É habitual a seguir a cada eleição que, por uma razão ou outra, se considera decisiva afirmar-se que nada será como dantes. Normalmente essa conclusão revela-se precipitada e o país não muda assim tanto quanto o sentido de viragem do escrutínio aponta.
No máximo, inicia-se um ciclo [político] que se mantém como tendência, por algum tempo, mas que adiante se reforma outra vez, não raras vezes voltando ao estado onde se encontrava antes.
Não creio que no actual referendo sobre a interrupção voluntária da gravidez as coisas sejam, assim, tão diferentes. Seja o que ocorrer com o voto maioritário dos portugueses, amanhã, domingo, a esquerda continuará a defender que é direito das mulheres decidir, indeclinavelmente, sobre a interrupção da sua gravidez, pela maior diversidade de razões; a direita continuará a dizer que o que se trata é da eleminação de uma vida, de um assassinato mais ou menos encapotado.
Confessei, aqui, noutro dia que me sentia dividido se tivesse que me pronunciar sobre a escolha. O facto de ser expatriado, de viver longe do país e do legislador constitucional não ter [ainda] entendido que a condição de emigrante ou expatriado é tão normal, digna e relevante como qualquer outra leva a que me seja vedado expressar a opinião em matéria de relevância acima da média.
Não creio que - seja qual for o voto dos portugueses - venha daí morte ao mundo. No dia imediatamente a seguir, os seus interesses mais visíveis recairão no habitual: as bichas para o metro e a costumeira greve dos transportes; as ruas aos buracos e o tráfego incomportável em dia de chuva; a porcaria do horário e o chato do chefe; a recriminação perante a arrogância do governo ou do ministro x ou y; as facturas para pagar e a casa para alugar lá para o Verão. É isso que anima os portugueses e a que eles se reconduzirão no dia imediato ao sufrágio, estou bem certo.

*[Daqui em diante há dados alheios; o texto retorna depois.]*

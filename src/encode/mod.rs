//! Encoding: preview sinks and capture encoders.
//!
//! Capture encoders consume frames sampled from the rendered surface and emit container chunks.

/// `ffmpeg`-based capture backend.
pub mod ffmpeg;
/// Sink and encoder traits plus in-memory implementations.
pub mod sink;
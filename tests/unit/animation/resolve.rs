use super::*;

fn at(kind: AnimationKind, p: f64) -> Transform {
    resolve(kind, Progress::new(p))
}

fn approx(a: f64, b: f64) -> bool {
    (a - b).abs() < 1e-9
}

#[test]
fn zoom_in_midpoint() {
    let t = at(AnimationKind::ZoomIn, 0.5);
    assert!(approx(t.scale_x, 1.075));
    assert!(approx(t.scale_y, 1.075));
    assert_eq!(t.opacity, 1.0);
}

#[test]
fn pans_sweep_full_range() {
    assert!(approx(at(AnimationKind::PanLeftRight, 0.0).translate_x, 80.0));
    assert!(approx(at(AnimationKind::PanLeftRight, 0.5).translate_x, 0.0));
    assert!(approx(at(AnimationKind::PanRightLeft, 0.75).translate_x, 40.0));
    let tb = at(AnimationKind::PanTopBottom, 0.25);
    assert!(approx(tb.translate_y, 60.0));
    assert!(approx(tb.scale_x, 1.2));
}

#[test]
fn fade_ramps_in_and_out() {
    assert!((at(AnimationKind::Fade, 0.05).opacity - 1.0 / 3.0).abs() < 1e-6);
    assert!(approx(at(AnimationKind::Fade, 0.5).opacity, 1.0));
    assert!((at(AnimationKind::Fade, 0.92).opacity - 0.08 / 0.15).abs() < 1e-6);
    assert!(approx(at(AnimationKind::Fade, 0.0).opacity, 0.0));
}

#[test]
fn pop_holds_after_ramp() {
    assert!(approx(at(AnimationKind::Pop, 0.05).scale_x, 1.025));
    assert!(approx(at(AnimationKind::Pop, 0.1).scale_x, 1.05));
    assert!(approx(at(AnimationKind::Pop, 0.9).scale_x, 1.05));
}

#[test]
fn zoom_rotate_reaches_three_degrees() {
    let t = at(AnimationKind::ZoomRotate, 1.0 - 1e-12);
    assert!((t.rotation_rad - 3f64.to_radians()).abs() < 1e-9);
}

#[test]
fn looping_kinds_meet_at_the_seam() {
    for kind in [AnimationKind::Breathe, AnimationKind::Tilt] {
        let start = at(kind, 0.0);
        let end = at(kind, 1.0 - 1e-9);
        assert!((start.scale_x - end.scale_x).abs() < 1e-6, "{kind}");
        assert!((start.rotation_rad - end.rotation_rad).abs() < 1e-6, "{kind}");
    }
    let start = at(AnimationKind::Parallax, 0.0);
    let end = at(AnimationKind::Parallax, 1.0 - 1e-9);
    assert!((start.translate_x - end.translate_x).abs() < 1e-6);
}

#[test]
fn text_and_unknown_kinds() {
    assert_eq!(at(AnimationKind::Unknown, 0.3), Transform::IDENTITY);
    assert_eq!(
        at(AnimationKind::Typewriter, 0.3),
        at(AnimationKind::ZoomIn, 0.3)
    );
    assert_eq!(at(AnimationKind::FadeUp, 0.0), Transform::IDENTITY);
}

#[test]
fn identity_affine_is_identity() {
    let a = Transform::IDENTITY.to_affine(Point::new(540.0, 960.0));
    let p = a * Point::new(12.0, 34.0);
    assert!((p.x - 12.0).abs() < 1e-9 && (p.y - 34.0).abs() < 1e-9);
}

#[test]
fn scale_keeps_center_fixed() {
    let c = Point::new(540.0, 960.0);
    let a = at(AnimationKind::ZoomOut, 0.0).to_affine(c);
    let p = a * c;
    assert!((p.x - c.x).abs() < 1e-9 && (p.y - c.y).abs() < 1e-9);
    let corner = a * Point::new(0.0, 0.0);
    assert!((corner.x - (540.0 - 540.0 * 1.15)).abs() < 1e-9);
}

#[test]
fn motion_selection_order() {
    assert_eq!(text_motion(AnimationKind::ZoomIn, "cinematic"), TextMotion::FadeUp);
    assert_eq!(text_motion(AnimationKind::Pop, "hype"), TextMotion::Typewriter);
    assert_eq!(text_motion(AnimationKind::FadeUp, "hype"), TextMotion::FadeUp);
    assert_eq!(
        text_motion(AnimationKind::Typewriter, "minimal"),
        TextMotion::Typewriter
    );
}

#[test]
fn typewriter_is_monotonic_and_completes() {
    let mut last = 0;
    for i in 0..40 {
        let p = Progress::new(f64::from(i) / 100.0);
        match resolve_reveal(TextMotion::Typewriter, p, 20) {
            RevealState::Typed { visible_chars } => {
                assert!(visible_chars >= last);
                assert!(visible_chars <= 20);
                last = visible_chars;
            }
            other => panic!("unexpected {other:?}"),
        }
    }
    assert_eq!(
        resolve_reveal(TextMotion::Typewriter, Progress::new(0.2), 20),
        RevealState::Typed { visible_chars: 10 }
    );
    assert_eq!(
        resolve_reveal(TextMotion::Typewriter, Progress::new(0.4), 20),
        RevealState::Full
    );
}

#[test]
fn fade_up_settles_after_a_fifth() {
    match resolve_reveal(TextMotion::FadeUp, Progress::new(0.1), 5) {
        RevealState::Faded { opacity, offset_y } => {
            assert!((opacity - 0.5).abs() < 1e-9);
            assert!((offset_y - 50.0).abs() < 1e-9);
        }
        other => panic!("unexpected {other:?}"),
    }
    assert_eq!(
        resolve_reveal(TextMotion::FadeUp, Progress::new(0.25), 5),
        RevealState::Full
    );
}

Naturalmente, as madames continuarão a ir a Espanha para fazer os seus desmanchos sem estarem expostas à curiosidade de alguém conhecido; as mulheres de agregados familiares pobres e miseráveis continuarão a fazer os seus abortos pelo expediente do costume. Não é que não exista informação bastante sobre os dispositivos que as previnem de ficarem grávidas, mas faz parte da condição da miséria a displicência perante esses cuidados. Não sei se o argumento veio à baila nos inúmeros debates que foram para o ar, a propósito da IVG, mas o homem português, designadamente o de baixa condição, não gosta do preservativo. Para ele o coito é ao natural, sem cuidados ou requintes de sanidade. Tanto em casa como fora de casa. Faz parte da sua condição de macho procriador. E se vier mais uma criança ao antro de miséria quem trata dela é a mulher, afinal o elo mais fraco da cadeia.
Não creio - ao contrário do que afirmou a direita [e alguns dos 4 ou 5 movimentos pelo não] - que assistiremos a uma subida vertiginosa dos abortos de fetos com menos 10 semanas, mas eles serão escrutinados [enquanto antes não o eram]. A rede de cuidados de saúde estender-se-á a uma área que andava sem cobertura.
Se o sim ganhar não criaremos um mundo pior. Se fosse esse o nosso problema mais grave!